TASK INSTRUCTIONS ->
Go through the data below and copy each line where the word "RhiResult" occurs.

Collected data entries ->
------------------------------------

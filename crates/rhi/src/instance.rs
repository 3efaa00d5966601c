//! Vulkan instance management.
//!
//! This module handles VkInstance creation, instance extensions, validation
//! layers and the debug messenger.
//!
//! # Example
//!
//! ```no_run
//! use frameloop_rhi::instance::Instance;
//!
//! // Surface extensions normally come from the window's display handle.
//! let surface_extensions = [ash::khr::surface::NAME.as_ptr()];
//! let extra = vec!["VK_KHR_get_surface_capabilities2".to_string()];
//!
//! let instance = Instance::new(cfg!(debug_assertions), &surface_extensions, &extra)
//!     .expect("Failed to create Vulkan instance");
//! let vk_instance = instance.handle();
//! ```

use std::ffi::{CStr, CString, c_char};

use ash::{Entry, vk};
use tracing::{debug, error, info, warn};

use crate::error::{RhiError, RhiResult};

/// The Khronos validation layer name.
const VALIDATION_LAYER_NAME: &CStr = c"VK_LAYER_KHRONOS_validation";

/// Vulkan instance wrapper with optional validation layer support.
///
/// Destroys the debug messenger and the instance when dropped.
pub struct Instance {
    /// Vulkan entry point loader
    entry: Entry,
    /// Vulkan instance handle
    instance: ash::Instance,
    /// Debug utils extension loader (only present when validation is enabled)
    debug_utils: Option<ash::ext::debug_utils::Instance>,
    /// Debug messenger handle (only present when validation is enabled)
    debug_messenger: Option<vk::DebugUtilsMessengerEXT>,
    /// Extensions the instance was created with.
    enabled_extensions: Vec<CString>,
}

impl Instance {
    /// Creates a new Vulkan instance.
    ///
    /// # Arguments
    ///
    /// * `enable_validation` - Enables the validation layer and debug messenger
    ///   when the layer is installed
    /// * `platform_extensions` - Surface extensions the windowing layer needs,
    ///   as returned by `ash_window::enumerate_required_extensions`
    /// * `required_extensions` - Additional extensions from configuration
    ///
    /// # Errors
    ///
    /// Returns an error if:
    /// - Vulkan library cannot be loaded
    /// - An extension name contains an interior NUL
    /// - Instance creation fails (including unsupported extensions)
    /// - Debug messenger setup fails
    pub fn new(
        enable_validation: bool,
        platform_extensions: &[*const c_char],
        required_extensions: &[String],
    ) -> RhiResult<Self> {
        let entry = unsafe { Entry::load()? };

        let validation_available =
            enable_validation && Self::is_validation_layer_available(&entry)?;
        if enable_validation && !validation_available {
            warn!("Validation layer requested but not available, proceeding without it");
        }

        let app_info = vk::ApplicationInfo::default()
            .application_name(c"frameloop")
            .application_version(vk::make_api_version(0, 0, 1, 0))
            .engine_name(c"frameloop")
            .engine_version(vk::make_api_version(0, 0, 1, 0))
            .api_version(vk::API_VERSION_1_2);

        // SAFETY: the windowing layer hands out pointers to static,
        // NUL-terminated extension names.
        let platform: Vec<&CStr> = platform_extensions
            .iter()
            .map(|&ptr| unsafe { CStr::from_ptr(ptr) })
            .collect();

        let mut enabled_extensions = merge_extension_names(&platform, required_extensions)?;
        if validation_available {
            push_unique(&mut enabled_extensions, ash::ext::debug_utils::NAME);
        }

        for name in &enabled_extensions {
            debug!("Enabling instance extension {:?}", name);
        }

        let extension_ptrs: Vec<*const c_char> =
            enabled_extensions.iter().map(|name| name.as_ptr()).collect();

        let layers = if validation_available {
            vec![VALIDATION_LAYER_NAME.as_ptr()]
        } else {
            vec![]
        };

        let create_info = vk::InstanceCreateInfo::default()
            .application_info(&app_info)
            .enabled_extension_names(&extension_ptrs)
            .enabled_layer_names(&layers);

        let instance = unsafe { entry.create_instance(&create_info, None)? };

        info!(
            "Vulkan instance created with {} extension(s)",
            enabled_extensions.len()
        );

        let (debug_utils, debug_messenger) = if validation_available {
            let debug_utils = ash::ext::debug_utils::Instance::new(&entry, &instance);
            match Self::setup_debug_messenger(&debug_utils) {
                Ok(messenger) => {
                    info!("Validation layers enabled");
                    (Some(debug_utils), Some(messenger))
                }
                Err(e) => {
                    unsafe { instance.destroy_instance(None) };
                    return Err(e);
                }
            }
        } else {
            (None, None)
        };

        Ok(Self {
            entry,
            instance,
            debug_utils,
            debug_messenger,
            enabled_extensions,
        })
    }

    /// Returns the Vulkan instance handle.
    #[inline]
    pub fn handle(&self) -> &ash::Instance {
        &self.instance
    }

    /// Returns the Vulkan entry point loader.
    #[inline]
    pub fn entry(&self) -> &Entry {
        &self.entry
    }

    /// Returns whether validation layers are enabled.
    #[inline]
    pub fn has_validation(&self) -> bool {
        self.debug_messenger.is_some()
    }

    /// Returns the extensions the instance was created with.
    pub fn enabled_extensions(&self) -> &[CString] {
        &self.enabled_extensions
    }

    /// Checks if the Khronos validation layer is available.
    fn is_validation_layer_available(entry: &Entry) -> RhiResult<bool> {
        let available_layers = unsafe { entry.enumerate_instance_layer_properties()? };

        let found = available_layers.iter().any(|layer| {
            layer
                .layer_name_as_c_str()
                .is_ok_and(|name| name == VALIDATION_LAYER_NAME)
        });

        Ok(found)
    }

    /// Sets up the debug messenger for validation layer callbacks.
    fn setup_debug_messenger(
        debug_utils: &ash::ext::debug_utils::Instance,
    ) -> RhiResult<vk::DebugUtilsMessengerEXT> {
        let create_info = vk::DebugUtilsMessengerCreateInfoEXT::default()
            .message_severity(
                vk::DebugUtilsMessageSeverityFlagsEXT::WARNING
                    | vk::DebugUtilsMessageSeverityFlagsEXT::ERROR,
            )
            .message_type(
                vk::DebugUtilsMessageTypeFlagsEXT::GENERAL
                    | vk::DebugUtilsMessageTypeFlagsEXT::VALIDATION
                    | vk::DebugUtilsMessageTypeFlagsEXT::PERFORMANCE,
            )
            .pfn_user_callback(Some(debug_callback));

        let messenger = unsafe { debug_utils.create_debug_utils_messenger(&create_info, None)? };

        Ok(messenger)
    }
}

impl Drop for Instance {
    fn drop(&mut self) {
        unsafe {
            if let (Some(debug_utils), Some(messenger)) = (&self.debug_utils, self.debug_messenger)
            {
                debug_utils.destroy_debug_utils_messenger(messenger, None);
            }
            self.instance.destroy_instance(None);
        }
        info!("Vulkan instance destroyed");
    }
}

/// Combines platform and configured extension names, keeping first-seen order
/// and dropping duplicates.
fn merge_extension_names(platform: &[&CStr], required: &[String]) -> RhiResult<Vec<CString>> {
    let mut names: Vec<CString> = Vec::with_capacity(platform.len() + required.len());

    for &name in platform {
        push_unique(&mut names, name);
    }

    for name in required {
        let name = CString::new(name.as_str())
            .map_err(|_| RhiError::InvalidExtensionName(name.clone()))?;
        push_unique(&mut names, &name);
    }

    Ok(names)
}

fn push_unique(names: &mut Vec<CString>, name: &CStr) {
    if !names.iter().any(|existing| existing.as_c_str() == name) {
        names.push(name.to_owned());
    }
}

/// Routes validation layer messages into `tracing`.
///
/// # Safety
///
/// Called by the Vulkan loader with a valid (or null) callback data pointer.
unsafe extern "system" fn debug_callback(
    message_severity: vk::DebugUtilsMessageSeverityFlagsEXT,
    message_type: vk::DebugUtilsMessageTypeFlagsEXT,
    p_callback_data: *const vk::DebugUtilsMessengerCallbackDataEXT,
    _user_data: *mut std::ffi::c_void,
) -> vk::Bool32 {
    if p_callback_data.is_null() {
        return vk::FALSE;
    }

    let callback_data = unsafe { &*p_callback_data };
    let message = if callback_data.p_message.is_null() {
        std::borrow::Cow::Borrowed("(no message)")
    } else {
        unsafe { CStr::from_ptr(callback_data.p_message).to_string_lossy() }
    };

    let type_str = match message_type {
        vk::DebugUtilsMessageTypeFlagsEXT::GENERAL => "General",
        vk::DebugUtilsMessageTypeFlagsEXT::VALIDATION => "Validation",
        vk::DebugUtilsMessageTypeFlagsEXT::PERFORMANCE => "Performance",
        _ => "Unknown",
    };

    match message_severity {
        vk::DebugUtilsMessageSeverityFlagsEXT::ERROR => {
            error!("[Vulkan {}] {}", type_str, message);
        }
        vk::DebugUtilsMessageSeverityFlagsEXT::WARNING => {
            warn!("[Vulkan {}] {}", type_str, message);
        }
        _ => {
            debug!("[Vulkan {}] {}", type_str, message);
        }
    }

    vk::FALSE
}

------------------------------------

YOUR RESPONSE ->
use crate::error::{RhiError, RhiResult};
    ) -> RhiResult<Self> {
    fn is_validation_layer_available(entry: &Entry) -> RhiResult<bool> {
    ) -> RhiResult<vk::DebugUtilsMessengerEXT> {
fn merge_extension_names(platform: &[&CStr], required: &[String]) -> RhiResult<Vec<CString>> {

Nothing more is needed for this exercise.